Up to and including the line that contains "pub approval_source: Arc<dyn", write out each line of the material from its first line, exactly.

═════ EXERCISE DATA

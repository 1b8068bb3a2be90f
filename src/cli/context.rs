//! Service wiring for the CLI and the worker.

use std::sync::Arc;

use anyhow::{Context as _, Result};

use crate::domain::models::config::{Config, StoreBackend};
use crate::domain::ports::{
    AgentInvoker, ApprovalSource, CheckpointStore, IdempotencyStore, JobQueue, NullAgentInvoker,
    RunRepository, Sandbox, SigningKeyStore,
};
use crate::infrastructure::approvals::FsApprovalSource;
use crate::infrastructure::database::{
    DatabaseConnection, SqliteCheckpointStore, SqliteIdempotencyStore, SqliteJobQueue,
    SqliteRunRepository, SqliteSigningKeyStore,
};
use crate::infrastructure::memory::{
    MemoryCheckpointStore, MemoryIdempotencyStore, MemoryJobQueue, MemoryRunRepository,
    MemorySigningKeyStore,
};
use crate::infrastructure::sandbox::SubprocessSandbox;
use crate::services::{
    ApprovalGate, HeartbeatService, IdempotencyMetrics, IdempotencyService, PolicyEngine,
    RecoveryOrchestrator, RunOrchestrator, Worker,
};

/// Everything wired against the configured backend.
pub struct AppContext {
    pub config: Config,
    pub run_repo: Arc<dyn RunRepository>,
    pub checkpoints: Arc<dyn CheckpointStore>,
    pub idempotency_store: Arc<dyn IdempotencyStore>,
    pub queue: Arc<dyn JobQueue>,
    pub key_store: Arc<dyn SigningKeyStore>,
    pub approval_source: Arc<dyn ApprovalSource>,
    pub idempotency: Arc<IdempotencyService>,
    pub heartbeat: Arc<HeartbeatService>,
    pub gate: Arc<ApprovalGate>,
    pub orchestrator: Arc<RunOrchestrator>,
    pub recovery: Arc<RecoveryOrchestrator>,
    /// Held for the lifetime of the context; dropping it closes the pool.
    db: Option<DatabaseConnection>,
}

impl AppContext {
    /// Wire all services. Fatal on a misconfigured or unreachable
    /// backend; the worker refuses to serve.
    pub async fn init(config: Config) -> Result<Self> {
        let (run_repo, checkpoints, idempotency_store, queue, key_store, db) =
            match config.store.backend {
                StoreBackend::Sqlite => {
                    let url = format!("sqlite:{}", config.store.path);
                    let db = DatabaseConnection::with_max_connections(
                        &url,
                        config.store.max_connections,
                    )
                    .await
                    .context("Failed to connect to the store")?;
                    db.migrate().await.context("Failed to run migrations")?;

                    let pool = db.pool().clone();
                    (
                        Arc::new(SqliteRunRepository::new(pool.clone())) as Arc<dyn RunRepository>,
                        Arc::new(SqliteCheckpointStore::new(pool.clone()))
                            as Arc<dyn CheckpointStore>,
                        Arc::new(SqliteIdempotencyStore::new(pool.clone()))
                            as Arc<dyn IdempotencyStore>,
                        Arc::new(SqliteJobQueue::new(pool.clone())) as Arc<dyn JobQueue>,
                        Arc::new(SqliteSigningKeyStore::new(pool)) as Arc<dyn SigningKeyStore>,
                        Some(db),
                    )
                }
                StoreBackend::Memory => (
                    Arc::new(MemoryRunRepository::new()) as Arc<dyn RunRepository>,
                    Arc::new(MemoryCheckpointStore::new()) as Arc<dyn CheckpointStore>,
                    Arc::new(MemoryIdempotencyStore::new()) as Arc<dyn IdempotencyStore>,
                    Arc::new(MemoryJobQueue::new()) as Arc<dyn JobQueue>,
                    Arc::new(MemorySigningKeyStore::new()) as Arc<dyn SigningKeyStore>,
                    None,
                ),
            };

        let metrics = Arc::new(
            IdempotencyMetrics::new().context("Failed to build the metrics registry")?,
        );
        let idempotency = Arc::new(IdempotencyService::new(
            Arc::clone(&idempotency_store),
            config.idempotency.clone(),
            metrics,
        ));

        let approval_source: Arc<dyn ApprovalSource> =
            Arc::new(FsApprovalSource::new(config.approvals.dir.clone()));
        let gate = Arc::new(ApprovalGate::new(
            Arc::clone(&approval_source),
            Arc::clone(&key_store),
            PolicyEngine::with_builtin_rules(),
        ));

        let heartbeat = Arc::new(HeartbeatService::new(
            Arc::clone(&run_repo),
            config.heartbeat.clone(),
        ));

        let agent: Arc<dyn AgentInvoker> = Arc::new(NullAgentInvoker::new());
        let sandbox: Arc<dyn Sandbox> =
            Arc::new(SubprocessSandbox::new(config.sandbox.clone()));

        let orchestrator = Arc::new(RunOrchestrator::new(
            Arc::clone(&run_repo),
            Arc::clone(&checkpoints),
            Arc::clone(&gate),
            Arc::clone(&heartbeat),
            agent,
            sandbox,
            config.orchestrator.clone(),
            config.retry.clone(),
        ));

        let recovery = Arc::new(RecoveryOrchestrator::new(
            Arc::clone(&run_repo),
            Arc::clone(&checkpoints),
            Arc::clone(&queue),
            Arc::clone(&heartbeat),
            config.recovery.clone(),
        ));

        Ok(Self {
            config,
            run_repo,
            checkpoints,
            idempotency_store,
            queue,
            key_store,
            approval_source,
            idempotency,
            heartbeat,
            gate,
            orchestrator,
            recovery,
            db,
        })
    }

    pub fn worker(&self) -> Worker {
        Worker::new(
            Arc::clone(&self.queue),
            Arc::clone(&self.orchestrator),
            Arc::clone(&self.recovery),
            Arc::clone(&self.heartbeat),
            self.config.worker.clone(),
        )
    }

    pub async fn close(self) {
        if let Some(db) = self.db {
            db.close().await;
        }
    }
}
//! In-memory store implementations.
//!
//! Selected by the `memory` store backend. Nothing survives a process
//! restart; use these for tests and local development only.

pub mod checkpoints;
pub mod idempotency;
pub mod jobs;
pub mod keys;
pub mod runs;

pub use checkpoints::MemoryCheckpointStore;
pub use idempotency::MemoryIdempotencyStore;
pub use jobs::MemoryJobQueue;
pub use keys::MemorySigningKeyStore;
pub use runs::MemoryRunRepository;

══════════

[SOLUTION FOR THIS PROBLEM]
repository 1b8068bb3a2be90f
filename src/cli/context.rs
//! Service wiring for the CLI and the worker.

use std::sync::Arc;

use anyhow::{Context as _, Result};

use crate::domain::models::config::{Config, StoreBackend};
use crate::domain::ports::{
    AgentInvoker, ApprovalSource, CheckpointStore, IdempotencyStore, JobQueue, NullAgentInvoker,
    RunRepository, Sandbox, SigningKeyStore,
};
use crate::infrastructure::approvals::FsApprovalSource;
use crate::infrastructure::database::{
    DatabaseConnection, SqliteCheckpointStore, SqliteIdempotencyStore, SqliteJobQueue,
    SqliteRunRepository, SqliteSigningKeyStore,
};
use crate::infrastructure::memory::{
    MemoryCheckpointStore, MemoryIdempotencyStore, MemoryJobQueue, MemoryRunRepository,
    MemorySigningKeyStore,
};
use crate::infrastructure::sandbox::SubprocessSandbox;
use crate::services::{
    ApprovalGate, HeartbeatService, IdempotencyMetrics, IdempotencyService, PolicyEngine,
    RecoveryOrchestrator, RunOrchestrator, Worker,
};

/// Everything wired against the configured backend.
pub struct AppContext {
    pub config: Config,
    pub run_repo: Arc<dyn RunRepository>,
    pub checkpoints: Arc<dyn CheckpointStore>,
    pub idempotency_store: Arc<dyn IdempotencyStore>,
    pub queue: Arc<dyn JobQueue>,
    pub key_store: Arc<dyn SigningKeyStore>,
    pub approval_source: Arc<dyn ApprovalSource>,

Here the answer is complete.